[Dataset entries]
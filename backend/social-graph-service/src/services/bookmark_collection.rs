use crate::db::{self, GraphClient};
use crate::domain::bookmark::{Bookmark, BookmarkCollection, CollectionTitle};
use crate::domain::Pagination;
use crate::error::{AppError, Result};
use neo4rs::query;
use serde::Deserialize;
use tracing::{debug, info};
use uuid::Uuid;
use validator::Validate;

#[derive(Debug, Deserialize)]
struct MembershipStatus {
    collection_owned: bool,
    bookmark_owned: bool,
    contained: bool,
}

#[derive(Clone)]
pub struct BookmarkCollectionService {
    graph: GraphClient,
}

impl BookmarkCollectionService {
    pub fn new(graph: GraphClient) -> Self {
        Self { graph }
    }

    pub async fn create_collection(
        &self,
        user_id: Uuid,
        payload: CollectionTitle,
    ) -> Result<BookmarkCollection> {
        payload.validate()?;
        let collection: BookmarkCollection = self
            .graph
            .fetch_one(
                query(
                    "MATCH (user:User {user_id: $user_id})
                     CREATE (user)-[:OWNS]->(c:BookmarkCollection {
                        collection_id: $collection_id,
                        title: $title,
                        owned_by: $user_id,
                        bookmark_count: 0,
                        created_at: $now,
                        updated_at: $now
                     })
                     RETURN c {.*} AS collection",
                )
                .param("user_id", user_id.to_string())
                .param("collection_id", Uuid::new_v4().to_string())
                .param("title", payload.title.trim().to_string())
                .param("now", db::now()),
                "collection",
                "User not found",
            )
            .await?;
        info!(%user_id, collection_id = %collection.collection_id, "Bookmark collection created");
        Ok(collection)
    }

    pub async fn get_collection(&self, collection_id: Uuid) -> Result<BookmarkCollection> {
        self.graph
            .fetch_one(
                query(
                    "MATCH (c:BookmarkCollection {collection_id: $collection_id})
                     RETURN c {.*} AS collection",
                )
                .param("collection_id", collection_id.to_string()),
                "collection",
                "Collection not found",
            )
            .await
    }

    async fn require_owner(&self, collection_id: Uuid, user_id: Uuid) -> Result<BookmarkCollection> {
        let collection = self.get_collection(collection_id).await?;
        if collection.owned_by != user_id {
            return Err(AppError::forbidden("You do not own this collection"));
        }
        Ok(collection)
    }

    pub async fn update_collection(
        &self,
        collection_id: Uuid,
        user_id: Uuid,
        payload: CollectionTitle,
    ) -> Result<BookmarkCollection> {
        payload.validate()?;
        self.require_owner(collection_id, user_id).await?;
        let collection = self
            .graph
            .fetch_one(
                query(
                    "MATCH (c:BookmarkCollection {collection_id: $collection_id})
                     SET c.title = $title, c.updated_at = $now
                     RETURN c {.*} AS collection",
                )
                .param("collection_id", collection_id.to_string())
                .param("title", payload.title.trim().to_string())
                .param("now", db::now()),
                "collection",
                "Collection not found",
            )
            .await?;
        debug!(%collection_id, "Bookmark collection renamed");
        Ok(collection)
    }

    /// Removes the collection only; its bookmarks stay on the user
    pub async fn delete_collection(&self, collection_id: Uuid, user_id: Uuid) -> Result<()> {
        self.require_owner(collection_id, user_id).await?;
        self.graph
            .run(
                query(
                    "MATCH (c:BookmarkCollection {collection_id: $collection_id})
                     OPTIONAL MATCH (c)-[:CONTAINS]->(b:Bookmark)
                     WHERE b.collection_id = c.collection_id
                     SET b.collection_id = null
                     WITH DISTINCT c
                     DETACH DELETE c",
                )
                .param("collection_id", collection_id.to_string()),
            )
            .await?;
        info!(%collection_id, %user_id, "Bookmark collection deleted");
        Ok(())
    }

    async fn membership(
        &self,
        collection_id: Uuid,
        bookmark_id: Uuid,
        user_id: Uuid,
    ) -> Result<MembershipStatus> {
        self.graph
            .fetch_one(
                query(
                    "OPTIONAL MATCH (u:User {user_id: $user_id})-[:OWNS]->(c:BookmarkCollection {collection_id: $collection_id})
                     OPTIONAL MATCH (owner:User {user_id: $user_id})-[:BOOKMARKED]->(b:Bookmark {bookmark_id: $bookmark_id})
                     RETURN {
                        collection_owned: c IS NOT NULL,
                        bookmark_owned: b IS NOT NULL,
                        contained: c IS NOT NULL AND b IS NOT NULL AND EXISTS { (c)-[:CONTAINS]->(b) }
                     } AS status",
                )
                .param("user_id", user_id.to_string())
                .param("collection_id", collection_id.to_string())
                .param("bookmark_id", bookmark_id.to_string()),
                "status",
                "Collection status",
            )
            .await
    }

    pub async fn add_bookmark(
        &self,
        collection_id: Uuid,
        bookmark_id: Uuid,
        user_id: Uuid,
    ) -> Result<BookmarkCollection> {
        self.require_owner(collection_id, user_id).await?;
        let status = self.membership(collection_id, bookmark_id, user_id).await?;
        if !status.bookmark_owned {
            return Err(AppError::not_found("Bookmark not found"));
        }
        if status.contained {
            return Err(AppError::bad_request("Bookmark is already in this collection"));
        }

        let collection = self
            .graph
            .fetch_optional::<BookmarkCollection>(
                query(
                    "MATCH (c:BookmarkCollection {collection_id: $collection_id})
                     MATCH (b:Bookmark {bookmark_id: $bookmark_id})
                     WHERE NOT EXISTS { (c)-[:CONTAINS]->(b) }
                     CREATE (c)-[:CONTAINS]->(b)
                     SET c.bookmark_count = coalesce(c.bookmark_count, 0) + 1,
                         c.updated_at = $now,
                         b.collection_id = c.collection_id
                     RETURN c {.*} AS collection",
                )
                .param("collection_id", collection_id.to_string())
                .param("bookmark_id", bookmark_id.to_string())
                .param("now", db::now()),
                "collection",
            )
            .await?
            .ok_or_else(|| AppError::bad_request("Bookmark is already in this collection"))?;
        debug!(%collection_id, %bookmark_id, "Bookmark added to collection");
        Ok(collection)
    }

    pub async fn remove_bookmark(
        &self,
        collection_id: Uuid,
        bookmark_id: Uuid,
        user_id: Uuid,
    ) -> Result<BookmarkCollection> {
        self.require_owner(collection_id, user_id).await?;
        let collection = self
            .graph
            .fetch_optional::<BookmarkCollection>(
                query(
                    "MATCH (c:BookmarkCollection {collection_id: $collection_id})-[r:CONTAINS]->(b:Bookmark {bookmark_id: $bookmark_id})
                     DELETE r
                     SET c.bookmark_count = CASE
                            WHEN coalesce(c.bookmark_count, 0) > 0
                            THEN c.bookmark_count - 1 ELSE 0 END,
                         c.updated_at = $now,
                         b.collection_id = CASE
                            WHEN b.collection_id = c.collection_id THEN null
                            ELSE b.collection_id END
                     RETURN c {.*} AS collection",
                )
                .param("collection_id", collection_id.to_string())
                .param("bookmark_id", bookmark_id.to_string())
                .param("now", db::now()),
                "collection",
            )
            .await?
            .ok_or_else(|| AppError::not_found("Bookmark is not in this collection"))?;
        debug!(%collection_id, %bookmark_id, "Bookmark removed from collection");
        Ok(collection)
    }

    pub async fn get_collection_bookmarks(
        &self,
        collection_id: Uuid,
        user_id: Uuid,
        page: Pagination,
    ) -> Result<Vec<Bookmark>> {
        self.require_owner(collection_id, user_id).await?;
        self.graph
            .fetch_all(
                query(
                    "MATCH (:BookmarkCollection {collection_id: $collection_id})-[:CONTAINS]->(b:Bookmark)
                     RETURN b {.*} AS bookmark
                     ORDER BY b.created_at DESC, b.bookmark_id ASC
                     SKIP $offset LIMIT $limit",
                )
                .param("collection_id", collection_id.to_string())
                .param("offset", page.offset)
                .param("limit", page.limit),
                "bookmark",
            )
            .await
    }

    pub async fn get_user_collections(
        &self,
        user_id: Uuid,
        page: Pagination,
    ) -> Result<Vec<BookmarkCollection>> {
        self.graph
            .fetch_all(
                query(
                    "MATCH (:User {user_id: $user_id})-[:OWNS]->(c:BookmarkCollection)
                     RETURN c {.*} AS collection
                     ORDER BY c.updated_at DESC, c.collection_id ASC
                     SKIP $offset LIMIT $limit",
                )
                .param("user_id", user_id.to_string())
                .param("offset", page.offset)
                .param("limit", page.limit),
                "collection",
            )
            .await
    }
}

■ Problem statement ■
Pull each line containing "domain" from the records.

■ Solution ■
use crate::domain::bookmark::{Bookmark, BookmarkCollection, CollectionTitle};
use crate::domain::Pagination;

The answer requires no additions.